Let’s face it, cops have a dangerous job (not the most dangerous government job, which goes to garbage collectors. When is Will Smith going to make a movie about them?). They don’t actually put their lives on the line every day, but the potential is there (when I think about it, this is similar to the daily fear women have of being raped.). When a cop approaches someone, they have to decide right away if this is going to be one of those moments where their life is in danger. In other words, is this person a good guy or a bad guy? If it is a helpless old lady crossing the street, they are going to see this as a moment to protect and serve, with emphasis on the later. Most of the time I approach a police officer they are eager to serve me. I am a white, middle-class educated woman. They are going to be relaxed and not worried I will shoot them in the face.

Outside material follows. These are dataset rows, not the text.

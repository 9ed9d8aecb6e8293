//! Symbolic reference resolution and method selection.
use std::collections::HashMap;
use std::sync::atomic::{AtomicUsize, Ordering};
use std::sync::Arc;

use parking_lot::Mutex;
use tracing::debug;

use crate::jvm::ClassLibrary;
use crate::program::{Class, Field, Method};

/// Resolves field and method references against the class library.
///
/// Field resolutions are memoised for the lifetime of the resolver keyed by
/// the (class name, field name) pair used in the reference.
#[derive(Debug, Default)]
pub struct MethodResolver {
    fields: Mutex<HashMap<(String, String), Arc<Field>>>,
    // Number of field lookups that had to walk the class hierarchy.
    field_walks: AtomicUsize,
}

impl MethodResolver {
    pub fn new() -> Self {
        Self::default()
    }

    pub fn field_walks(&self) -> usize {
        self.field_walks.load(Ordering::Acquire)
    }

    /// Resolves a field referenced as `class_name.field_name`, looking at the
    /// class, its superinterfaces and then its superclasses.
    pub fn resolve_field(
        &self,
        classes: &dyn ClassLibrary,
        class_name: &str,
        field_name: &str,
    ) -> Option<Arc<Field>> {
        let key = (class_name.to_string(), field_name.to_string());
        if let Some(field) = self.fields.lock().get(&key) {
            return Some(Arc::clone(field));
        }

        self.field_walks.fetch_add(1, Ordering::AcqRel);
        let field = find_field(classes, class_name, field_name)?;
        debug!(
            class = class_name,
            field = field_name,
            declared_in = %field.class_name,
            "resolved field"
        );
        // Another thread may have raced us, keep whichever landed first.
        let mut cache = self.fields.lock();
        Some(Arc::clone(cache.entry(key).or_insert(field)))
    }

    /// Resolves a method by name and descriptor starting at `class_name`,
    /// walking superclasses and then superinterfaces.
    pub fn resolve_method(
        &self,
        classes: &dyn ClassLibrary,
        class_name: &str,
        name: &str,
        descriptor: &str,
    ) -> Option<Arc<Method>> {
        let mut current = classes.find_class(class_name);
        while let Some(class) = current {
            if let Some(method) = class.get_method(name, descriptor) {
                return Some(method);
            }
            current = class.super_class().and_then(|s| classes.find_class(s));
        }
        find_interface_method(classes, class_name, name, descriptor)
    }

    /// Virtual dispatch: re-resolves `name` and `descriptor` from the
    /// receiver's runtime class upward. Falls back to default methods from
    /// the superinterfaces.
    pub fn find_virtual_method(
        &self,
        classes: &dyn ClassLibrary,
        runtime_class: &Arc<Class>,
        name: &str,
        descriptor: &str,
    ) -> Option<Arc<Method>> {
        let mut current = Some(Arc::clone(runtime_class));
        while let Some(class) = current {
            if let Some(method) = class.get_method(name, descriptor) {
                if !method.is_static() {
                    return Some(method);
                }
            }
            current = class.super_class().and_then(|s| classes.find_class(s));
        }
        find_interface_method(classes, runtime_class.name(), name, descriptor)
            .filter(|m| !m.is_abstract())
    }

    /// Selects the method an `invokespecial` actually runs. When the current
    /// class has ACC_SUPER set, the resolved class is one of its superclasses
    /// and the method isn't an instance initialiser, the lookup restarts at
    /// the direct superclass of the current class. Interfaces are never
    /// superclasses, their methods run as resolved. `None` means nothing
    /// implements it.
    pub fn select_special_method(
        &self,
        classes: &dyn ClassLibrary,
        current: &Class,
        resolved_class: &str,
        resolved: Arc<Method>,
    ) -> Option<Arc<Method>> {
        let uses_super_semantics = current.has_super_flag()
            && resolved_class != current.name()
            && !resolved.is_initialiser()
            && extends(classes, current, resolved_class);
        if !uses_super_semantics {
            return Some(resolved);
        }

        let mut next = current.super_class().and_then(|s| classes.find_class(s));
        while let Some(class) = next {
            if let Some(method) = class.get_method(&resolved.name, &resolved.descriptor) {
                return (!method.is_abstract()).then_some(method);
            }
            next = class.super_class().and_then(|s| classes.find_class(s));
        }
        None
    }
}

fn find_field(
    classes: &dyn ClassLibrary,
    class_name: &str,
    field_name: &str,
) -> Option<Arc<Field>> {
    let class = classes.find_class(class_name)?;
    if let Some(field) = class.get_field(field_name) {
        return Some(field);
    }
    for interface in class.interfaces() {
        if let Some(field) = find_field(classes, interface, field_name) {
            return Some(field);
        }
    }
    class
        .super_class()
        .and_then(|s| find_field(classes, s, field_name))
}

fn find_interface_method(
    classes: &dyn ClassLibrary,
    class_name: &str,
    name: &str,
    descriptor: &str,
) -> Option<Arc<Method>> {
    let class = classes.find_class(class_name)?;
    for interface in class.interfaces() {
        if let Some(method) = classes
            .find_class(interface)
            .and_then(|i| i.get_method(name, descriptor))
        {
            return Some(method);
        }
        if let Some(method) = find_interface_method(classes, interface, name, descriptor) {
            return Some(method);
        }
    }
    class
        .super_class()
        .and_then(|s| find_interface_method(classes, s, name, descriptor))
}

// True if `ancestor` is on the superclass chain of `class`.
fn extends(classes: &dyn ClassLibrary, class: &Class, ancestor: &str) -> bool {
    let mut next = class.super_class().and_then(|s| classes.find_class(s));
    while let Some(class) = next {
        if class.name() == ancestor {
            return true;
        }
        next = class.super_class().and_then(|s| classes.find_class(s));
    }
    false
}

/// True if `derived` is `ancestor`, extends it or implements it, directly
/// or not.
pub fn is_subclass_of(classes: &dyn ClassLibrary, derived: &str, ancestor: &str) -> bool {
    if derived == ancestor {
        return true;
    }
    let Some(class) = classes.find_class(derived) else {
        return false;
    };
    if class
        .interfaces()
        .iter()
        .any(|i| is_subclass_of(classes, i, ancestor))
    {
        return true;
    }
    match class.super_class() {
        Some(super_class) => is_subclass_of(classes, super_class, ancestor),
        None => false,
    }
}

/// Collects the instance fields of `class` and all its superclasses, the
/// layout of a freshly allocated object.
pub fn instance_fields(classes: &dyn ClassLibrary, class: &Arc<Class>) -> Vec<Arc<Field>> {
    let mut fields = Vec::new();
    let mut current = Some(Arc::clone(class));
    while let Some(c) = current {
        fields.extend(c.fields().iter().filter(|f| !f.is_static()).cloned());
        current = c.super_class().and_then(|s| classes.find_class(s));
    }
    fields
}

On the other hand, if I am at a protest I become one of the people that the nice old ladies must be proteced from. I am the bad guy. If they have to be prepared to shoot me if necessary then they must begin by dehumanizing me. Not after I have committed a crime but from moment one.
If it seems like brown people and the poor, especially men, don’t like cops who can blame them? All of their interactions with L.E.O.s begin with dehumanization and at best are viewed suspiciously as criminals. I know very few minorities that haven’t experienced this at least once in their lives.
Yet if I put myself in the position of a police person, I can hardly imagine behaving any other way. One cannot live their entire life in fear of every work-place interaction. But there must be an element of caution when approaching situations where criminal behavior is happening and it is your job to stop it.
Not to mention the fact that the people who are doing the real killing, the polluters and corporate thieves, aren’t likely to ever wind up in a gun fight with a cop. Sure, they may be slowly giving them cancer but all interactions can be civil throughout.
Thus, I do not think cops are bad people simply because bad people don’t exist. But I do believe that the law enforcement field encourages folks to see things in black and white; I believe it is an inevitable by-product of the job.
So, yeah, Officer Chris, I still love ya’. But I’ll be saying agnostic prayers at night that every man who reaches for his wallet doesn’t become the next Amadu Dialo. And that you remain stead-fast in your suspicion of old white ladies crossing the street.